Subunit E of the vacuolar H + ‐ATPase of Hordeum vulgare L.: cDNA cloning, expression and immunological analysis †

Abstract

A tonoplast protein of 31 kDa apparent molecular mass (TpP 31) was isolated from two‐dimensional gels. Amino acid sequences were determined from LysC endoproteinase‐peptide fragments. Using degenerate oligonucleotides, a corresponding cDNA clone of 1034 bp was isolated from a barley leaf cDNA library. It encodes for subunit E of the vacuolar H + ‐ATPase, the first one identified in plants so far.

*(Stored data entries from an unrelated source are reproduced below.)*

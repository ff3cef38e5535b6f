//! CLI output formatting utilities.
//!
//! Colored diagnostics on stderr, plain or JSON results on stdout. Color is
//! dropped automatically when the stream is not a terminal or `NO_COLOR` is
//! set.

use anyhow::Context;
use clap::ValueEnum;
use owo_colors::{OwoColorize, Stream};

use lake_lib::diagnostics::{Diagnostic, Diagnostics};

#[derive(Debug, Clone, Copy, Default, ValueEnum)]
pub enum OutputFormat {
  #[default]
  Text,
  Json,
}

impl OutputFormat {
  pub fn is_json(self) -> bool {
    matches!(self, OutputFormat::Json)
  }
}

pub mod symbols {
  pub const ARROW: &str = "-->";
}

pub fn truncate_hash(hash: &str) -> &str {
  let len = hash.len().min(12);
  &hash[..len]
}

pub fn print_stat(label: &str, value: &str) {
  println!(
    "  {}: {}",
    label.if_supports_color(Stream::Stdout, |s| s.dimmed()),
    value
  );
}

pub fn print_json<T: serde::Serialize>(value: &T) -> anyhow::Result<()> {
  let json = serde_json::to_string_pretty(value).context("Failed to serialize to JSON")?;
  println!("{}", json);
  Ok(())
}

/// Severity label that starts a diagnostic, e.g. `error:`.
pub fn severity_label(diagnostic: &Diagnostic) -> String {
  format!("{}:", diagnostic.severity)
}

/// The lines printed under a diagnostic's summary: its location, then its
/// detail.
pub fn diagnostic_body(diagnostic: &Diagnostic) -> Vec<String> {
  let mut lines = Vec::new();
  if let Some(subject) = &diagnostic.subject {
    lines.push(format!("{} {}", symbols::ARROW, subject));
  }
  if let Some(detail) = &diagnostic.detail {
    lines.extend(detail.lines().map(str::to_string));
  }
  lines
}

pub fn print_diagnostics(diagnostics: &Diagnostics) {
  for diagnostic in diagnostics {
    eprintln!(
      "{} {}",
      severity_label(diagnostic).if_supports_color(Stream::Stderr, |s| s.red()),
      diagnostic.summary.if_supports_color(Stream::Stderr, |s| s.bold())
    );
    for line in diagnostic_body(diagnostic) {
      eprintln!("  {}", line);
    }
  }
}

#[cfg(test)]
mod tests {
  use lake_lib::diagnostics::{SourcePos, SourceRange};

  use super::*;

  #[test]
  fn test_truncate_hash() {
    assert_eq!(truncate_hash("abcdef123456789"), "abcdef123456");
    assert_eq!(truncate_hash("short"), "short");
    assert_eq!(truncate_hash(""), "");
  }

  #[test]
  fn test_diagnostic_body() {
    let diagnostic = Diagnostic::error("Duplicate name")
      .with_detail("The name \"x\" has already been used.")
      .with_subject(SourceRange::new(
        "Lakefile",
        SourcePos::new(3, 1, 20),
        SourcePos::new(3, 11, 30),
      ));
    assert_eq!(
      diagnostic_body(&diagnostic),
      vec!["--> Lakefile:3,1-11", "The name \"x\" has already been used."]
    );
  }

  #[test]
  fn test_severity_label() {
    assert_eq!(severity_label(&Diagnostic::error("Boom")), "error:");
  }

  #[test]
  fn test_diagnostic_body_without_location() {
    assert!(diagnostic_body(&Diagnostic::error("Boom")).is_empty());
  }
}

The open reading frame extends over 681 bp, encoding a gene product of 227 amino acids and a calculated molecular weight of 26 228 g mol −1 . Northern and Western blot analysis indicates constitutive expression of subunit E in all plant organs with only small effects of salt stress. Localization of TpP 31 at the tonoplast was confirmed in fractions of purified vacuolar membrane obtained by free‐flow electrophoresis. Immunoprecipitation of newly synthesized 35 S‐labelled membrane proteins with anti‐TpP 31 gave two additional bands with apparent molecular masses of about 53 and 62 kDa. Gel filtration after mild solubilization showed co‐purification of TpP 31 with the 55 kDa subunit of the H + ‐ATPase. Both results provide evidence beyond the sequence homology that TpP 31 is a structural component of the vacuolar H + ‐ATPase.